### Task to carry out
The records below hold a stretch from the line with "filename vibesync-ui/src/visualizer.rs" through the line with "the component holds"; return exactly those lines, ends included, and nothing more.

### Stored data entries
----
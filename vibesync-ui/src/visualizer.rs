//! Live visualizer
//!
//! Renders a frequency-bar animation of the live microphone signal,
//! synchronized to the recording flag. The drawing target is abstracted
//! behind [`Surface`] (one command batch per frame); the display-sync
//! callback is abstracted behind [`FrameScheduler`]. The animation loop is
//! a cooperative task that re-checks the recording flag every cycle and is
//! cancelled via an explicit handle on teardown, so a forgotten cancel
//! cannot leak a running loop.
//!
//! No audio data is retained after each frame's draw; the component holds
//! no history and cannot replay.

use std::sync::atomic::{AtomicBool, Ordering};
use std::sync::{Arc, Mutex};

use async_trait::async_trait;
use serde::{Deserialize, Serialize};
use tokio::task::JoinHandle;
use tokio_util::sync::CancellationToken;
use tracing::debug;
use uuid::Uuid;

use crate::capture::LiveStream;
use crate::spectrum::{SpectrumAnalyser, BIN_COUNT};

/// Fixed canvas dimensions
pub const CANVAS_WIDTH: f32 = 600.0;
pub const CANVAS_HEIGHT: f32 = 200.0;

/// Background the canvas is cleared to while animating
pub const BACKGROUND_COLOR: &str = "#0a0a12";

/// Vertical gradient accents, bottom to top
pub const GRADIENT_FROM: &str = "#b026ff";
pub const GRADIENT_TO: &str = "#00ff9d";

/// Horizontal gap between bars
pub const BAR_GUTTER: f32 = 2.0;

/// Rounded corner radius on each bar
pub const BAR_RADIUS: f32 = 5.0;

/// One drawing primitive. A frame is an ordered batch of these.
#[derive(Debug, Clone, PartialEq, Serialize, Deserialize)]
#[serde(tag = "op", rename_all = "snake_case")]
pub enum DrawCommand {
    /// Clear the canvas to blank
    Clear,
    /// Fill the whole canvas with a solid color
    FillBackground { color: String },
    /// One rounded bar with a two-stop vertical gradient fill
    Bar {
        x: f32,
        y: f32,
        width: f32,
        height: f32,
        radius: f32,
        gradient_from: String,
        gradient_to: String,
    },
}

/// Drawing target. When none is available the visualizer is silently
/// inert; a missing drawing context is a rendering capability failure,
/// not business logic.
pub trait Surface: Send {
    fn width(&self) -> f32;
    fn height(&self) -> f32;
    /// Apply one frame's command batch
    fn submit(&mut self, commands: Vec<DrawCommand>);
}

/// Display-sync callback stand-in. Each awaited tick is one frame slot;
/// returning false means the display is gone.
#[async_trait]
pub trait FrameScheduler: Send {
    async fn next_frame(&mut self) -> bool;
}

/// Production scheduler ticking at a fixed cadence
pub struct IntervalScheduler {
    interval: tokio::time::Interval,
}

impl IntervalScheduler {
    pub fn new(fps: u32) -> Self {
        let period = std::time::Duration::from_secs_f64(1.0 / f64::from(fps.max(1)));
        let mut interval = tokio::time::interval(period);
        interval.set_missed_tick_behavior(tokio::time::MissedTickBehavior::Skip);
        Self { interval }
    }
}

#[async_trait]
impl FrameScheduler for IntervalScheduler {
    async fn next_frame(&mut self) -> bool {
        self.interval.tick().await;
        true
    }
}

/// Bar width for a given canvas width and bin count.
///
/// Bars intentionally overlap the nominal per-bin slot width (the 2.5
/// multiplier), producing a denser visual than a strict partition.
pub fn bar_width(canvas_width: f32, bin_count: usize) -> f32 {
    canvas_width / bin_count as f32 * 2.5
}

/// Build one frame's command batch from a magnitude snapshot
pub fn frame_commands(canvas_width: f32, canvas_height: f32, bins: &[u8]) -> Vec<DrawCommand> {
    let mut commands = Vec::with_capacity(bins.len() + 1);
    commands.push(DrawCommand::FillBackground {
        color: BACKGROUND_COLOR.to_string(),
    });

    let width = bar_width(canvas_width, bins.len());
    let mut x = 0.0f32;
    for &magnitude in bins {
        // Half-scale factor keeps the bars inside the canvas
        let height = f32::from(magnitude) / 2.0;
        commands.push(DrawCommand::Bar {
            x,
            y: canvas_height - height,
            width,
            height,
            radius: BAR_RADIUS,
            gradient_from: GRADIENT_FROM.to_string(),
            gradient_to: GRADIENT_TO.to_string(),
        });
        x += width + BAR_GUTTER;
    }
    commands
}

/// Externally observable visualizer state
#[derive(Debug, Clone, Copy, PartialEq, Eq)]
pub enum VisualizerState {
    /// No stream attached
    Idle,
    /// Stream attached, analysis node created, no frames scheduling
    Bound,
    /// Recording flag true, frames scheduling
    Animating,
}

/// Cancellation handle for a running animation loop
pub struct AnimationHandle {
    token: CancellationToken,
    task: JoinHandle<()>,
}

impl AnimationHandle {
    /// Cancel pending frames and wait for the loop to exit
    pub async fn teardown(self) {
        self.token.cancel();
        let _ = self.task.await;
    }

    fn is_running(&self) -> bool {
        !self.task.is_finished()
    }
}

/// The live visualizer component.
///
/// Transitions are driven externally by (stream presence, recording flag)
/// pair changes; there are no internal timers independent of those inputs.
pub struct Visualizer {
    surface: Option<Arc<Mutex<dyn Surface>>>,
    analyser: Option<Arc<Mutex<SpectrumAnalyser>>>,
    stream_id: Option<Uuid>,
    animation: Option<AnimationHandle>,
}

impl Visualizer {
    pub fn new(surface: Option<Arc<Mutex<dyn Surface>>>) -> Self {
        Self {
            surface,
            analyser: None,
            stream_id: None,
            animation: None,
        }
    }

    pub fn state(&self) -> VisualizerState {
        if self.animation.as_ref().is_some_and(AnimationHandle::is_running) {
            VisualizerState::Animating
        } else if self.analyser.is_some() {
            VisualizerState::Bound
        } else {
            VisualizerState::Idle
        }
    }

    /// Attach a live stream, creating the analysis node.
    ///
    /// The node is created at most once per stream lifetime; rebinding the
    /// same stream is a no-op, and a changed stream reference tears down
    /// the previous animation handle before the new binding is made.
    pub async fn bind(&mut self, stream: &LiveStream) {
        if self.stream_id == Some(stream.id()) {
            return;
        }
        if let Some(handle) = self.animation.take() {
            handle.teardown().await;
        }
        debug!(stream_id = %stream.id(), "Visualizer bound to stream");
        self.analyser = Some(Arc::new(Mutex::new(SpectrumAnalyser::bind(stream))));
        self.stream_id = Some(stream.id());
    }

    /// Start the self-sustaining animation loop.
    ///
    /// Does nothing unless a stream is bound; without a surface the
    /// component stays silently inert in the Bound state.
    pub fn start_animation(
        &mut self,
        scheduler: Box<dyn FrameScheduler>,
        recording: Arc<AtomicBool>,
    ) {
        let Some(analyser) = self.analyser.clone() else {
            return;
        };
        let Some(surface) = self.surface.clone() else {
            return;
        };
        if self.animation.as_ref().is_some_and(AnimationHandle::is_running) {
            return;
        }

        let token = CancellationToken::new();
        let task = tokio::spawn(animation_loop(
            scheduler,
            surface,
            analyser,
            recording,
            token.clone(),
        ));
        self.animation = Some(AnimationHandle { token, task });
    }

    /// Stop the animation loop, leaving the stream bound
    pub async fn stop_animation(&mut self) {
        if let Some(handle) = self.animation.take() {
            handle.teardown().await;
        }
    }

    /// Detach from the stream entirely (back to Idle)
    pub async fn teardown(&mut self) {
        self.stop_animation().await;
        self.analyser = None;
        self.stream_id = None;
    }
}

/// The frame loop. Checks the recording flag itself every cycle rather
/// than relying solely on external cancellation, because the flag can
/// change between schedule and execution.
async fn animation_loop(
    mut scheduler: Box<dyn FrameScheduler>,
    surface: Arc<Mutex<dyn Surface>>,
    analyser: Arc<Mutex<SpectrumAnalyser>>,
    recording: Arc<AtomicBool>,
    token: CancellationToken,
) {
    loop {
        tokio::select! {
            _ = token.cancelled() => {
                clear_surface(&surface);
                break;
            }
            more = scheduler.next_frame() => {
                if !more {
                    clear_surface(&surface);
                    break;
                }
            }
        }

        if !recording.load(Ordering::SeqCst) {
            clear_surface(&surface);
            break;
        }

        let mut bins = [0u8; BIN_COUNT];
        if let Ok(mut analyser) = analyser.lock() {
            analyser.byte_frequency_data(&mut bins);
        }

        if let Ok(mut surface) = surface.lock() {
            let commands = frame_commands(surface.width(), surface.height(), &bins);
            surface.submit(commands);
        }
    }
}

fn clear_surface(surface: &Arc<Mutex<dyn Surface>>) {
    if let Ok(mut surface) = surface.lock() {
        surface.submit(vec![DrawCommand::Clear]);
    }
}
----
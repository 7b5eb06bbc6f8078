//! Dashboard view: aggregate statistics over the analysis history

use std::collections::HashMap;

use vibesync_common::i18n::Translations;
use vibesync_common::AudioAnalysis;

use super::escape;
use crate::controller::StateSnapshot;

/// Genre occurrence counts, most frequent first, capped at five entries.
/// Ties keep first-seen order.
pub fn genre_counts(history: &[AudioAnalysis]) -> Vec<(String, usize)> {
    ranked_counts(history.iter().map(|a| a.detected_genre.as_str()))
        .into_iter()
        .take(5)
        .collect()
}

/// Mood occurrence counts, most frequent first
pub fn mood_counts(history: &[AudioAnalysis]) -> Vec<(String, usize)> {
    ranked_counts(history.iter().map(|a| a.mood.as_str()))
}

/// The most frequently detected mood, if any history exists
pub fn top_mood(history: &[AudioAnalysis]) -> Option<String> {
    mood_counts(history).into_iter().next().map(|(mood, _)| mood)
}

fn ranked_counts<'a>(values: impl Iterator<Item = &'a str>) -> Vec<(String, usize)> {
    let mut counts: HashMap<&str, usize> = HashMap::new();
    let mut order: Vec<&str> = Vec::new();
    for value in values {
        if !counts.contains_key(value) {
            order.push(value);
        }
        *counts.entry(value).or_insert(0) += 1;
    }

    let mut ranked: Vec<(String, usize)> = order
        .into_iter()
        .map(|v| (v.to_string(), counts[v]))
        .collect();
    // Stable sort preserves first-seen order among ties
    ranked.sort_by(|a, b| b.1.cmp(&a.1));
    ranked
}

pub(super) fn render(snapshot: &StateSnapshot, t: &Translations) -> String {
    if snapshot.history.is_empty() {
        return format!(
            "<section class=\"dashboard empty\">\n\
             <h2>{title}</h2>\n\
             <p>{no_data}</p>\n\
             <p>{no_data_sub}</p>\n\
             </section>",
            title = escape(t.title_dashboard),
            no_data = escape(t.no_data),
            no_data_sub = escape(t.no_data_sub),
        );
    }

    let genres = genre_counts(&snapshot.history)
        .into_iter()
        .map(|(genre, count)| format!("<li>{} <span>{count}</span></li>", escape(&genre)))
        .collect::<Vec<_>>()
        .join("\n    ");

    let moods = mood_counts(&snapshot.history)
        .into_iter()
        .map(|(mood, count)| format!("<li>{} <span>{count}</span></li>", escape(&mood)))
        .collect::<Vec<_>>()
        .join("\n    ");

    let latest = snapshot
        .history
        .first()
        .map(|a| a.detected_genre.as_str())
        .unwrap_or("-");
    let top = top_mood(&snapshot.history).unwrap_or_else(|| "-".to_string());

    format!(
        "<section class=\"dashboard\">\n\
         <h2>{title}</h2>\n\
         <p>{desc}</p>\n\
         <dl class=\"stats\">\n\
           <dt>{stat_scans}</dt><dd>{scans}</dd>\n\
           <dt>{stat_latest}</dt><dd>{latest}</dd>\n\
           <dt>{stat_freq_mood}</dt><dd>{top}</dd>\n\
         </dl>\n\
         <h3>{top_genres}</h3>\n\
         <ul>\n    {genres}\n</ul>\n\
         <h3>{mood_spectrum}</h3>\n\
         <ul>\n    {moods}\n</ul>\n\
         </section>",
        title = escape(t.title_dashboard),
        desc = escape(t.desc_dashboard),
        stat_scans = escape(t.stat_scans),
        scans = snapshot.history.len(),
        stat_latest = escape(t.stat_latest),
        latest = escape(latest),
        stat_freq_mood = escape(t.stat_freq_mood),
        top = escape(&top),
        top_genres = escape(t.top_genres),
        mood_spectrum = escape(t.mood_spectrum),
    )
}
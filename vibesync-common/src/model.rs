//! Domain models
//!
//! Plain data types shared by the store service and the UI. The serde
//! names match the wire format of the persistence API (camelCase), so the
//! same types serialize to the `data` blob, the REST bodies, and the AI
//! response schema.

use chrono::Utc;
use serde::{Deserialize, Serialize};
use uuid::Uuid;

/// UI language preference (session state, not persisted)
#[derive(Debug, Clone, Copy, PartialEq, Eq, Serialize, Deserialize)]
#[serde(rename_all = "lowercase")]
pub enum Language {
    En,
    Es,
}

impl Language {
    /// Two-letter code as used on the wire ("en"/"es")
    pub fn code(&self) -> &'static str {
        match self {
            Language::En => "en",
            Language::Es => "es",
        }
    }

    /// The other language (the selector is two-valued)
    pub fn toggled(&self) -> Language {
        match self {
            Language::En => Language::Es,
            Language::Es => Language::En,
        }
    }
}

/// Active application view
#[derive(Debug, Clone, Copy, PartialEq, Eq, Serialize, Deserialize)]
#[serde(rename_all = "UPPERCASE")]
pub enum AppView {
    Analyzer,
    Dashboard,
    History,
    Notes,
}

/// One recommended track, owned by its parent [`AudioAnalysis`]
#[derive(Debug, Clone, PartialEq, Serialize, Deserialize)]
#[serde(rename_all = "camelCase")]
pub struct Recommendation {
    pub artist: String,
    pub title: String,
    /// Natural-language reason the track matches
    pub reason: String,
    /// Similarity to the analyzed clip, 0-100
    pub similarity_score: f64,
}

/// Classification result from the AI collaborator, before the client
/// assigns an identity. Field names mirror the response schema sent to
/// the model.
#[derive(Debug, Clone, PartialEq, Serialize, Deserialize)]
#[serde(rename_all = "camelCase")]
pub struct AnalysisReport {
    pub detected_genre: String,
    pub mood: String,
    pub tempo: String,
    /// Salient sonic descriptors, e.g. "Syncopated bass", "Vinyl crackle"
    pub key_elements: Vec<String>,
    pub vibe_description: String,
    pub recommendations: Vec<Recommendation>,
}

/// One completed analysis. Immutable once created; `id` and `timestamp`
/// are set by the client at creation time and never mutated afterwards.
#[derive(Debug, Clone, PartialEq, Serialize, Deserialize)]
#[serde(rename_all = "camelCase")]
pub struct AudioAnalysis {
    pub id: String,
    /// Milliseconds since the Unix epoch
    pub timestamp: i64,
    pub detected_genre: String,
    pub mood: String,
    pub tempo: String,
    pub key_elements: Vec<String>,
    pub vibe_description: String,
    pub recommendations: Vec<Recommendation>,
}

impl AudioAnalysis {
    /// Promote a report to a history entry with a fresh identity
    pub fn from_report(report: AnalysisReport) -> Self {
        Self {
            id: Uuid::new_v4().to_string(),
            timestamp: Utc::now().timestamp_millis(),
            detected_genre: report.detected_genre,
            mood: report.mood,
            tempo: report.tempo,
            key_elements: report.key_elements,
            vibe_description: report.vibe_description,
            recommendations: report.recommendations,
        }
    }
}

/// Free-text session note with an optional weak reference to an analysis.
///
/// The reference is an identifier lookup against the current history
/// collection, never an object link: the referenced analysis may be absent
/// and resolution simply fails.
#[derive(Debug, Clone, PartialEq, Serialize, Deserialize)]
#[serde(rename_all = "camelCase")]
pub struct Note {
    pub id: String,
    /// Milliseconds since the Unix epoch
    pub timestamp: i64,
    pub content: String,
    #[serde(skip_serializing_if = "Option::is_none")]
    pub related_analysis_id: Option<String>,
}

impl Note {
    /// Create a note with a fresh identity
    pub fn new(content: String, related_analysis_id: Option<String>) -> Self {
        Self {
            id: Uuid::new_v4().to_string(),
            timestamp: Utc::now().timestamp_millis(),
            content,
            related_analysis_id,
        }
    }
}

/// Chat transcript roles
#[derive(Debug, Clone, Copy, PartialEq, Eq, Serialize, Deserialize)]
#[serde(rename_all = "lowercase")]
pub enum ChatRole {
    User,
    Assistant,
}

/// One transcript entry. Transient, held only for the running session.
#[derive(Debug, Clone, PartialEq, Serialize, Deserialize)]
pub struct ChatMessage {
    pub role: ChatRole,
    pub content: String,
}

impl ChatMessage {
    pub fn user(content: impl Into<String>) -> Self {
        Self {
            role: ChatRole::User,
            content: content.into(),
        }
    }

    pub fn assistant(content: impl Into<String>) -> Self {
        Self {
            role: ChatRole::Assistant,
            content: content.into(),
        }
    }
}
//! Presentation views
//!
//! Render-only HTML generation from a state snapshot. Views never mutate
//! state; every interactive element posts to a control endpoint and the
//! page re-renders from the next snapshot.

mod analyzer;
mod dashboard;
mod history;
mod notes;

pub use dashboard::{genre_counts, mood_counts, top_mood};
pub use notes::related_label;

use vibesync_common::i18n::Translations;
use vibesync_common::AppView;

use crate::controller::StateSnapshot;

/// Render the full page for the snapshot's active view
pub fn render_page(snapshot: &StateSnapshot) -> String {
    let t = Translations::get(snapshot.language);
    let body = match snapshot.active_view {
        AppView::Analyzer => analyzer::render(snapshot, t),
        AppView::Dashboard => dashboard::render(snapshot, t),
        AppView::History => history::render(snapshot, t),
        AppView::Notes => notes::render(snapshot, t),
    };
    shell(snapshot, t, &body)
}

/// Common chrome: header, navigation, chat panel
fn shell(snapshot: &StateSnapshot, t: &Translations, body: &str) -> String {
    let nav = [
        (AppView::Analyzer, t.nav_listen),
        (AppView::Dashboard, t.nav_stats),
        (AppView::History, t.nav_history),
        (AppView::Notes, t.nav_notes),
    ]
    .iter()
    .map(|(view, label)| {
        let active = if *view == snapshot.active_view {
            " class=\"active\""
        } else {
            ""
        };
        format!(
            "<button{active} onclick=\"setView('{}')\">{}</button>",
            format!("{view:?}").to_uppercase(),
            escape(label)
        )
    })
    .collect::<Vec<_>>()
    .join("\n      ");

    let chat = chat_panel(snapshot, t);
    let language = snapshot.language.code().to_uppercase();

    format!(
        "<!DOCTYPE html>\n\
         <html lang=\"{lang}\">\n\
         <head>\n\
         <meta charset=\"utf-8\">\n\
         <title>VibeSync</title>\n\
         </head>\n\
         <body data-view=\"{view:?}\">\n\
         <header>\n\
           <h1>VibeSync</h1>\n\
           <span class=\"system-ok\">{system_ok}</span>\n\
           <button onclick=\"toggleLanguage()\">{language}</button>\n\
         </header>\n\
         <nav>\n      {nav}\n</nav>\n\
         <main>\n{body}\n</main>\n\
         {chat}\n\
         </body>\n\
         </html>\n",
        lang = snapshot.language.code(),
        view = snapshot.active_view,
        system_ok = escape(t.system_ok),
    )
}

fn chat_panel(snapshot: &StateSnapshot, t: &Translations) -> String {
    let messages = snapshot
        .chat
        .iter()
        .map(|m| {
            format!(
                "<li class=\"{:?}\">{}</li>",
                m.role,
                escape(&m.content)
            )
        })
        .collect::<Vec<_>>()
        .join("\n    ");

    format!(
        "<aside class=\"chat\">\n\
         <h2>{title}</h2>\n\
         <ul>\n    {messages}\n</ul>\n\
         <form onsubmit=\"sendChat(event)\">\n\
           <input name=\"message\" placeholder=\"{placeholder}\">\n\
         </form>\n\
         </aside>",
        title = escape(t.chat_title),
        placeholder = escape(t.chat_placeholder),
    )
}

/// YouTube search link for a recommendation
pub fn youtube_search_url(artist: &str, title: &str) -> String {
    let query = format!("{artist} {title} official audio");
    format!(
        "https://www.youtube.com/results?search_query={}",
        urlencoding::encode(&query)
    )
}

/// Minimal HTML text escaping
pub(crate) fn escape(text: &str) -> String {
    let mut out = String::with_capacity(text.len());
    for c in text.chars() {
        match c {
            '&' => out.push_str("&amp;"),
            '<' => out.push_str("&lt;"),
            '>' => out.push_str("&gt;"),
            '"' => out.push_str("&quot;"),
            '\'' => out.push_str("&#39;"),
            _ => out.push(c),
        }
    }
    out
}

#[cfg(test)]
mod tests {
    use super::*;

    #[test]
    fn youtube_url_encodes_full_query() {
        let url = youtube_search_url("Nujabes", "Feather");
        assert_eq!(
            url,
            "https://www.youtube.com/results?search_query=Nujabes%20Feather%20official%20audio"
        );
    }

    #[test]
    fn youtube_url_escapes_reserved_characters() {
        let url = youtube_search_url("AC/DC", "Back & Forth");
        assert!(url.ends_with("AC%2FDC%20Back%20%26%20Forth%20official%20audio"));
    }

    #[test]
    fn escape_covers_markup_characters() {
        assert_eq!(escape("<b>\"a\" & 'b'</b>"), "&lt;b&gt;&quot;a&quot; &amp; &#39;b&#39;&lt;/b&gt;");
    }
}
----
### Worked solution
filename vibesync-ui/src/visualizer.rs
//! Live visualizer
//!
//! Renders a frequency-bar animation of the live microphone signal,
//! synchronized to the recording flag. The drawing target is abstracted
//! behind [`Surface`] (one command batch per frame); the display-sync
//! callback is abstracted behind [`FrameScheduler`]. The animation loop is
//! a cooperative task that re-checks the recording flag every cycle and is
//! cancelled via an explicit handle on teardown, so a forgotten cancel
//! cannot leak a running loop.
//!
//! No audio data is retained after each frame's draw; the component holds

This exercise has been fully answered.